The Sheraton Grand was my base for a short stay in Krakow, Poland. Krakow is a beautiful city. It dates to the 7th century and was the capital of Poland for over 500 years (1100 -1600AD roughly). UNESCO designated Krakow’s “old town” area a World Heritage site.
Situated on the Vistula River, the Sheraton Grand’s modern architecture makes it somewhat on an anomaly.
I arrived at the hotel by taxi from the airport. The trip took about 25 minutes. Check in was smooth and efficient. The clerk spoke very good English and probably several other languages. He had pre booked me into an upgraded room with my Marriott Ambassador status but not a suite. Travelling alone and only staying two nights, that was fine by me.
The room was located on the third floor at the end of the hall. It was larger than typical hotel rooms with a king-sized bed and an odd but pleasing trapezoidal shape.
There was a sitting area with a couch, armchair and table plus a desk and another chair and table near the bed. The floor-to-ceiling windows overlooked the Vistula and promenade.
The room’s peculiar shape required mounting the TV on a side wall. It pivoted to enable angled viewing from the bed or sitting area.
The short entry hall is flanked by the bath on one side and entry closet and minibar on the other side.
The small bath had a single bowl vanity and tub/shower combination.
Dental and shaving kits were provided with Sheraton Grand body lotion, shampoo, conditioner and mouthwash.
Marriott is still getting its act together following the merger with Starwood. Benefits and even names of tiers have continued to change after the closing date back in August. As of the date of this post, Marriott still has not officially notified members of their status for 2019. It has been very confusing the past few months for members and hotels.
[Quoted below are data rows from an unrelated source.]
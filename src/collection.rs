//! Ordered set of loaded images with a current-index cursor.

use crate::particles::raster::RasterImage;

/// Images in display (insertion) order.
///
/// Invariant: `current < len()` whenever the collection is non-empty, and
/// `current == 0` when it is empty.
#[derive(Debug, Clone, Default)]
pub struct ImageCollection {
    items: Vec<RasterImage>,
    current: usize,
}

impl ImageCollection {
    pub fn new() -> Self {
        Self::default()
    }

    /// Number of images held.
    #[must_use]
    pub fn len(&self) -> usize {
        self.items.len()
    }

    #[must_use]
    pub fn is_empty(&self) -> bool {
        self.items.is_empty()
    }

    #[must_use]
    pub fn current_index(&self) -> usize {
        self.current
    }

    #[must_use]
    pub fn current(&self) -> Option<&RasterImage> {
        self.items.get(self.current)
    }

    #[must_use]
    pub fn get(&self, index: usize) -> Option<&RasterImage> {
        self.items.get(index)
    }

    /// Appends an image and returns its index.
    pub fn add(&mut self, image: RasterImage) -> usize {
        self.items.push(image);
        self.items.len() - 1
    }

    /// Moves the cursor. Returns `false` and leaves it untouched when out of range.
    pub fn set_current(&mut self, index: usize) -> bool {
        if index >= self.items.len() {
            return false;
        }
        self.current = index;
        true
    }

    /// Removes the current image, clamping the cursor to the new last index.
    pub fn remove_current(&mut self) -> Option<RasterImage> {
        if self.items.is_empty() {
            return None;
        }
        let removed = self.items.remove(self.current);
        if self.current >= self.items.len() {
            self.current = self.items.len().saturating_sub(1);
        }
        Some(removed)
    }

    pub fn clear(&mut self) {
        self.items.clear();
        self.current = 0;
    }

    /// Index after the current one, wrapping at the end.
    #[must_use]
    pub fn next_index(&self) -> Option<usize> {
        if self.items.is_empty() {
            return None;
        }
        Some((self.current + 1) % self.items.len())
    }

    /// Index before the current one, wrapping at the start.
    #[must_use]
    pub fn prev_index(&self) -> Option<usize> {
        if self.items.is_empty() {
            return None;
        }
        let len = self.items.len();
        Some((self.current + len - 1) % len)
    }

    pub fn iter(&self) -> impl Iterator<Item = &RasterImage> {
        self.items.iter()
    }

    pub fn names(&self) -> Vec<String> {
        self.items.iter().map(|img| img.name().to_owned()).collect()
    }
}
use std::f32::consts::TAU;

use rand::{Rng, SeedableRng, rngs::StdRng};

use crate::particles::cloud::ParticleCloud;
use crate::processing::color::rainbow_hue;

const FALLBACK_SEED: u64 = 0x5eed_c10d;

/// Placeholder cloud shown while no image is loaded.
///
/// Points lie on a shell of radius `1..1.5` around the origin with random hue
/// and size. The internal seed is fixed, so every call returns the same cloud.
pub fn fallback_cloud(count: usize) -> ParticleCloud {
    let mut rng = StdRng::seed_from_u64(FALLBACK_SEED);
    let mut cloud = ParticleCloud::with_capacity(count);
    for _ in 0..count {
        let theta = rng.random::<f32>() * TAU;
        let phi = (rng.random::<f32>() * 2.0 - 1.0).clamp(-1.0, 1.0).acos();
        let radius = 1.0 + rng.random::<f32>() * 0.5;
        let position = [
            radius * phi.sin() * theta.cos(),
            radius * phi.sin() * theta.sin(),
            radius * phi.cos(),
        ];
        let color = rainbow_hue(rng.random::<f32>());
        let size = rng.random::<f32>() * 2.0 + 1.0;
        cloud.push(position, color, size, 1.0);
    }
    cloud.sanitize();
    cloud
}

#[cfg(test)]
mod tests {
    use super::*;

    #[test]
    fn fallback_is_deterministic() {
        assert_eq!(fallback_cloud(64), fallback_cloud(64));
    }

    #[test]
    fn fallback_points_lie_on_shell() {
        let cloud = fallback_cloud(500);
        assert_eq!(cloud.len(), 500);
        assert!(cloud.is_finite());
        for p in cloud.positions().chunks_exact(3) {
            let r = (p[0] * p[0] + p[1] * p[1] + p[2] * p[2]).sqrt();
            assert!((0.999..=1.501).contains(&r), "radius {r}");
        }
        for s in cloud.sizes() {
            assert!((1.0..=3.0).contains(s));
        }
    }
}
Elite benefits have kept me loyal to Starwood since 1999 when the program began. Currently, I am an Ambassador Elite, the top annual tier, and a Lifetime Titanium Elite, the top lifetime status. Among other benefits, under the terms of the new Marriott Bonvoy frequent-guest program, Platinum, Titanium, and Ambassador elites are entitled to lounge access at hotels with a lounge and a choice of a welcome gift at check in. The member selects from breakfast in the restaurant, points, or another gift that varies by brand.
The Sheraton Grand is a great hotel for elite benefits because it grants free restaurant breakfast to all Platinums and above plus it has a lounge. I could have breakfast, bank the 1,000 points welcome gift (33% less than the equivalent Starwood points) and enjoy the lounge for evening cocktails and hors d’oeuvres on the same stay. These benefits help offset the cost of more expensive hotels that have lounges.
I tried the restaurant buffet in the atrium lobby for breakfast. The buffet includes fruit, pastries, cheeses, a cooked-to-order station for eggs, and all of the other usual items on a very good breakfast buffet.
The lounge was outstanding. It is located on the second floor away from the commotion of the lobby and first floor. The lounge has a small seating area and TV for relaxing after a meal or waiting for a seat in the lounge.
While it is great to try local restaurants when travelling, having a lounge that offers a free evening meal and drinks saves money. The food in this lounge was not only free, the variety and quality is quite good as well.
Making a decent meal is no problem. There are many soups, salads, cheeses, and desserts to go with the entrees.
While not being as luxurious as the name “grand” could imply, the Sheraton Grand Krakow is very nice, contemporary, four-plus star hotel. The staff was terrific. With the benefit of free buffet breakfast and lounge access, this hotel was well worth the price. It was cheaper than the Courtyard Marriott in the same city. Marriott Bonvoy (I still hate the new name) elite members, at least, should give this hotel serious consideration when visiting Krakow. All in all, I found the the Sheraton Grand and the Berlin Marriott to be very comparable hotels and better than the Berlin Westin Grand which lacked a lounge and where I had a the worst “suite” upgrade I can remember.